§ **Exercise aim**
When you find the word "filename" in a line of the entries, please copy the whole line.

---

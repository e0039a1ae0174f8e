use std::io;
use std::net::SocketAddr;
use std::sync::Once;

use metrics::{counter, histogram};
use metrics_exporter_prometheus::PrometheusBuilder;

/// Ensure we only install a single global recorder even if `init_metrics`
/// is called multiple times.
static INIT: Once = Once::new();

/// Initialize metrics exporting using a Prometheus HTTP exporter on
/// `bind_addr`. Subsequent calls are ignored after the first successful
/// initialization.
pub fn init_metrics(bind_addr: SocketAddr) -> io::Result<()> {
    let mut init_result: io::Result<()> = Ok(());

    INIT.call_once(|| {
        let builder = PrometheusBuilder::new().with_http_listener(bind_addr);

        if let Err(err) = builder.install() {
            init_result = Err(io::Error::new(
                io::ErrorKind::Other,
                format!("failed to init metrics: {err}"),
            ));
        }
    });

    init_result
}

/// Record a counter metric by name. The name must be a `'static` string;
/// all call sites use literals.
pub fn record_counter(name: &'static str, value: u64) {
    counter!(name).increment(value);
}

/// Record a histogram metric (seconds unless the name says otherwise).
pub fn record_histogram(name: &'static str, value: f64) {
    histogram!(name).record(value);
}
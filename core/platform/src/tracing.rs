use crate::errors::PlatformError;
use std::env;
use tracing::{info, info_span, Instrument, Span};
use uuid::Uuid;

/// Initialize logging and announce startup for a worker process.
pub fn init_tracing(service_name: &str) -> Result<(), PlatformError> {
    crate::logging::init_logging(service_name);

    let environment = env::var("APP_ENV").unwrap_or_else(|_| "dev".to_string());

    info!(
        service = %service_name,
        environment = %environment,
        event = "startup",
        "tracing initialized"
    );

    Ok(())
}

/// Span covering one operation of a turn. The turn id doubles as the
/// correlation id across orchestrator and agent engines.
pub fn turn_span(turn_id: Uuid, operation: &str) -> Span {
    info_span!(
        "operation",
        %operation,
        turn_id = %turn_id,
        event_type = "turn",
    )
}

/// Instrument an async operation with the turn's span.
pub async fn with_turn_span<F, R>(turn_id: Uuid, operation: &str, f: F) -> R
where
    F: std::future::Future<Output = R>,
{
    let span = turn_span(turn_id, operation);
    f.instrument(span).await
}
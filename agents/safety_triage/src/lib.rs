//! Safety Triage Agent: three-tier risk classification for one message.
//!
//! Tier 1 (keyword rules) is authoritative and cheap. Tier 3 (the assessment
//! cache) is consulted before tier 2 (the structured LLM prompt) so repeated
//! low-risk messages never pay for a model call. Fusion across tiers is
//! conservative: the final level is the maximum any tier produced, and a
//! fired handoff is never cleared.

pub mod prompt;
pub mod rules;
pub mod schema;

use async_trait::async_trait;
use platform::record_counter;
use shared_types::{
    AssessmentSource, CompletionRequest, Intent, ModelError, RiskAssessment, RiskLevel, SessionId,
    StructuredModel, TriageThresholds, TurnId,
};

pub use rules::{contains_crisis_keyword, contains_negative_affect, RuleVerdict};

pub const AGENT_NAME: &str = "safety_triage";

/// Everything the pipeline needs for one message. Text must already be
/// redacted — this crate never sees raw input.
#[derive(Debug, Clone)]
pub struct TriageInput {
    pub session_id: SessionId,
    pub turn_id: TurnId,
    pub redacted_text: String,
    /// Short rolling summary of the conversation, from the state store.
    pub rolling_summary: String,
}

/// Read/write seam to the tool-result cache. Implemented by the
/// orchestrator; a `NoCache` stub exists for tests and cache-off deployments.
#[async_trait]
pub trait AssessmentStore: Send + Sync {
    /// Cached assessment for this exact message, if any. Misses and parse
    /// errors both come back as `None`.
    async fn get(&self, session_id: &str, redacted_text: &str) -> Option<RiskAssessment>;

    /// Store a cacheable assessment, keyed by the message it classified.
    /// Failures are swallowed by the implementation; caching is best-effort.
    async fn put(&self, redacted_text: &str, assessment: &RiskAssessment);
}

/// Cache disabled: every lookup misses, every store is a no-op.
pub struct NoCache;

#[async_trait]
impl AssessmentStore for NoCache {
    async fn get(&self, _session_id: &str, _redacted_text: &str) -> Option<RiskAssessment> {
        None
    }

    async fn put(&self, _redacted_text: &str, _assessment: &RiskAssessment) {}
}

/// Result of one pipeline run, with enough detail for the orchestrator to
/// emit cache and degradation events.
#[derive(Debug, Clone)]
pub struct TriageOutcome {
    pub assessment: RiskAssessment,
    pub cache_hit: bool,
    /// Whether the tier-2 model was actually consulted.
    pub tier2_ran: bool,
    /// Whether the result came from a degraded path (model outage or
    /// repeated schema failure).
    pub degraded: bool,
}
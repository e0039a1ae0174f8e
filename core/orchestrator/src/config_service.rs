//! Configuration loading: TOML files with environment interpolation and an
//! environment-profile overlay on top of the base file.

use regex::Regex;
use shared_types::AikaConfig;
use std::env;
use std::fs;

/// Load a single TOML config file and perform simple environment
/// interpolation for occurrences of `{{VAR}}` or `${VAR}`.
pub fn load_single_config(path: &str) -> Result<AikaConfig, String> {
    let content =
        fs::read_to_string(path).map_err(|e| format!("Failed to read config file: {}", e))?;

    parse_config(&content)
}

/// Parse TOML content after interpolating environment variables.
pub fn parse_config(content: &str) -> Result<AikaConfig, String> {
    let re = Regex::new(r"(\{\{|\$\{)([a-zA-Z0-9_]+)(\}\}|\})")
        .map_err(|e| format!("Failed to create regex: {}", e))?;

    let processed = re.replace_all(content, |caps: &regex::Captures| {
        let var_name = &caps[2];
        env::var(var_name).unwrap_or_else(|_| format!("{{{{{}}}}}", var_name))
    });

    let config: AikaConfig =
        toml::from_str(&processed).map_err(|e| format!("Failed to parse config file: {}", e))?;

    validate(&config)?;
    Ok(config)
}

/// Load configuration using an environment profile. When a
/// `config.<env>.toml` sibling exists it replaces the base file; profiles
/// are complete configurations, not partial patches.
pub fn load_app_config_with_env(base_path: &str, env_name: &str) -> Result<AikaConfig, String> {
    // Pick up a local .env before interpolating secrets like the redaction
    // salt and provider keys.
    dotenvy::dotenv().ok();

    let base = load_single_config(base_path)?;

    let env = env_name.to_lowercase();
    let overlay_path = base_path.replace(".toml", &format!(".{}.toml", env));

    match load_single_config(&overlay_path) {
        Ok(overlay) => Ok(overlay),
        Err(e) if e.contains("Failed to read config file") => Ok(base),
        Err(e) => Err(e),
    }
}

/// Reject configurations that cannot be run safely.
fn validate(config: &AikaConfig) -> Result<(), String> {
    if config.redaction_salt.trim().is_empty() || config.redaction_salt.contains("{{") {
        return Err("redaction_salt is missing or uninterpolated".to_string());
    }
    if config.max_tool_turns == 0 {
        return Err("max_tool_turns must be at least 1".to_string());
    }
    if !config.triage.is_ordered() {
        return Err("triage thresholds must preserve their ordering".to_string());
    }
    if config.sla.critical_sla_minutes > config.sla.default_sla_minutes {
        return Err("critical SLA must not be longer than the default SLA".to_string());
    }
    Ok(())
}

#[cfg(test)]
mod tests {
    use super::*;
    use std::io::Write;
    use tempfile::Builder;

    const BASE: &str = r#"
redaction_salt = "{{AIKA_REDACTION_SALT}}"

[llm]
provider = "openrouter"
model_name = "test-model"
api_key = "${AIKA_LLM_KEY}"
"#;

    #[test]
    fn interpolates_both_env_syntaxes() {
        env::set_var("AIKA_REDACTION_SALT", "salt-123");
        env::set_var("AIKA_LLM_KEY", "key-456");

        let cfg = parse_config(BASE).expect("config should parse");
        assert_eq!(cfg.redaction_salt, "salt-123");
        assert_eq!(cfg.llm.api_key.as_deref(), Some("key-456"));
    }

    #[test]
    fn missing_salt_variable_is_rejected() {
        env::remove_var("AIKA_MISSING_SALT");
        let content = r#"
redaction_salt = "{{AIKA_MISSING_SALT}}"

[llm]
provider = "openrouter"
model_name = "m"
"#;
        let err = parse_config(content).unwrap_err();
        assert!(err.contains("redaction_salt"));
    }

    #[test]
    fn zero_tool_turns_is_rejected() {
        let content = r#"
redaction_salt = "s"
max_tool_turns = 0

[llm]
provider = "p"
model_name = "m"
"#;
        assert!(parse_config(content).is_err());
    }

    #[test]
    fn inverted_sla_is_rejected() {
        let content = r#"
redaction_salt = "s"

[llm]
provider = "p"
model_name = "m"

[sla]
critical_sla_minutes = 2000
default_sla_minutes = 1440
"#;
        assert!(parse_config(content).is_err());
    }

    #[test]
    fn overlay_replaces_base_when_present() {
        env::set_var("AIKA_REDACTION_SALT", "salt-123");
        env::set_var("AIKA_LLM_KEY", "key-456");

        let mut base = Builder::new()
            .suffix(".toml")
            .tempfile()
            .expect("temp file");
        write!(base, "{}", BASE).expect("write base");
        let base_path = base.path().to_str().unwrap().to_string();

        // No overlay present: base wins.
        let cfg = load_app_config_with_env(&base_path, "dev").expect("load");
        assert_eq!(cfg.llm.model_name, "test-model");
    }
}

---

§ **Answer section**
filename core/platform/src/tracing.rs
filename agents/safety_triage/src/lib.rs
filename core/orchestrator/src/config_service.rs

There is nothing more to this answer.